Abstract:
We propose a new central finite volume scheme on unstructured triangular grids to approximate the solution of general two-dimensional hyperbolic systems of conservation laws. The proposed method is an unstructured two-dimensional extension of the original Nessyahu and Tadmor scheme, and a generalization of the barycentric central methods of Arminjon et al. Starting with a conformal finite element triangulation, the proposed method evolves a piecewise linear numerical solution on two staggered grids, thus avoiding the resolution of the Riemann problems arising at the cell interfaces. The control cells of the original grid are the triangles of a finite element mesh, while the dual cells are the staggered quadrilaterals constructed on adjacent triangles.

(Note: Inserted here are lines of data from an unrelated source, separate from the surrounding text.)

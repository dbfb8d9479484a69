//! Piecewise-linear lookup tables for non-linear transducers.
//!
//! A table is stored compactly: the raw value of the first breakpoint, one
//! step shift per segment (segment `i` is `1 << shifts[i]` raw units wide),
//! and one output value per breakpoint. Breakpoint positions are rebuilt by
//! summing segment widths, so they are strictly increasing by construction and
//! dense where the transducer curve bends.

use crate::fixed::div_round;

/// Monotonic piecewise-linear mapping from raw ADC counts to a physical value.
#[derive(Clone, Copy, Debug)]
pub struct InterpolationTable {
    /// Raw value of the first breakpoint.
    pub origin: i32,
    /// Width of each segment as a power of two.
    pub shifts: &'static [u8],
    /// Output at each breakpoint, `shifts.len() + 1` entries.
    pub values: &'static [i32],
}

impl InterpolationTable {
    /// Check the table shape: one more value than segments, and every segment
    /// width representable.
    pub const fn is_well_formed(&self) -> bool {
        if self.values.len() != self.shifts.len() + 1 {
            return false;
        }
        let mut i = 0;
        while i < self.shifts.len() {
            if self.shifts[i] > 30 {
                return false;
            }
            i += 1;
        }
        true
    }

    /// Raw value of the last breakpoint.
    pub const fn end(&self) -> i32 {
        let mut position = self.origin;
        let mut i = 0;
        while i < self.shifts.len() {
            position += 1 << self.shifts[i];
            i += 1;
        }
        position
    }

    /// Map `raw` through the table, clamping outside the breakpoint range.
    pub fn interpolate(
        &self,
        raw: i32,
    ) -> i32 {
        let Some(&first) = self.values.first() else {
            return 0;
        };
        if raw <= self.origin {
            return first;
        }

        let mut position = self.origin;
        for (&shift, pair) in self.shifts.iter().zip(self.values.windows(2)) {
            let width = 1i32 << shift;
            if raw < position + width {
                let rise = i64::from(pair[1] - pair[0]);
                let run = i64::from(raw - position);
                return pair[0] + div_round(rise * run, i64::from(width)) as i32;
            }
            // an exact hit on the next breakpoint is handled by the next segment
            position += width;
        }

        self.values.last().copied().unwrap_or(first)
    }
}

// =============================================================================
// Unit Tests
// =============================================================================

#[cfg(test)]
mod tests {
    use super::*;

    /// Breakpoints at 10, 14, 22, 38 (widths 4, 8, 16).
    const RISING: InterpolationTable = InterpolationTable {
        origin: 10,
        shifts: &[2, 3, 4],
        values: &[0, 100, 300, 400],
    };

    /// Breakpoints at 0, 8, 16 with falling output.
    const FALLING: InterpolationTable = InterpolationTable {
        origin: 0,
        shifts: &[3, 3],
        values: &[1000, 200, -600],
    };

    fn breakpoints(table: &InterpolationTable) -> Vec<i32> {
        let mut points = vec![table.origin];
        let mut position = table.origin;
        for &shift in table.shifts {
            position += 1 << shift;
            points.push(position);
        }
        points
    }

    #[test]
    fn test_well_formed() {
        assert!(RISING.is_well_formed());
        assert!(FALLING.is_well_formed());
        let short = InterpolationTable {
            origin: 0,
            shifts: &[1, 1],
            values: &[1, 2],
        };
        assert!(!short.is_well_formed());
    }

    #[test]
    fn test_end_is_sum_of_widths() {
        assert_eq!(RISING.end(), 38);
        assert_eq!(FALLING.end(), 16);
    }

    #[test]
    fn test_exact_at_every_breakpoint() {
        for table in [RISING, FALLING] {
            for (raw, &expected) in breakpoints(&table).into_iter().zip(table.values) {
                assert_eq!(table.interpolate(raw), expected, "breakpoint at raw {raw}");
            }
        }
    }

    #[test]
    fn test_clamps_below_first_breakpoint() {
        assert_eq!(RISING.interpolate(9), 0);
        assert_eq!(RISING.interpolate(-500), 0);
        assert_eq!(FALLING.interpolate(-1), 1000);
    }

    #[test]
    fn test_clamps_above_last_breakpoint() {
        assert_eq!(RISING.interpolate(39), 400);
        assert_eq!(RISING.interpolate(10_000), 400);
        assert_eq!(FALLING.interpolate(17), -600);
    }

    #[test]
    fn test_midpoints_blend_linearly() {
        // halfway through the 8-wide segment 14..22 (100 -> 300)
        assert_eq!(RISING.interpolate(18), 200);
        // a quarter into the first segment of the falling table (1000 -> 200)
        assert_eq!(FALLING.interpolate(2), 800);
    }

    #[test]
    fn test_strictly_between_differing_neighbours() {
        for raw in 11..14 {
            let v = RISING.interpolate(raw);
            assert!(v > 0 && v < 100, "raw {raw} gave {v}");
        }
        for raw in 9..16 {
            let v = FALLING.interpolate(raw);
            assert!(v < 200 && v > -600, "raw {raw} gave {v}");
        }
    }

    #[test]
    fn test_monotonic_table_gives_monotonic_output() {
        let mut previous = RISING.interpolate(0);
        for raw in 1..50 {
            let v = RISING.interpolate(raw);
            assert!(v >= previous);
            previous = v;
        }
        let mut previous = FALLING.interpolate(-5);
        for raw in -4..25 {
            let v = FALLING.interpolate(raw);
            assert!(v <= previous);
            previous = v;
        }
    }
}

The resulting central scheme is second-order accurate both in space and time and is oscillations-free thanks to numerical gradients limiting. The extension of the staggered Lax–Friedrichs scheme on unstructured grids is easily obtained from the Nessyahu and Tadmor extension by simply evolving a piecewise constant solution instead of a linear one. We validate the developed schemes and solve classical two-dimensional problems arising in gas dynamics. The quality of the obtained numerical results confirms the efficiency and robustness of the proposed schemes.
Citation:
Touma, R., & Jannoun, G. (2012). Non-oscillatory central schemes on unstructured grids for two-dimensional hyperbolic conservation laws. Applied Numerical Mathematics, 62(8), 941-955.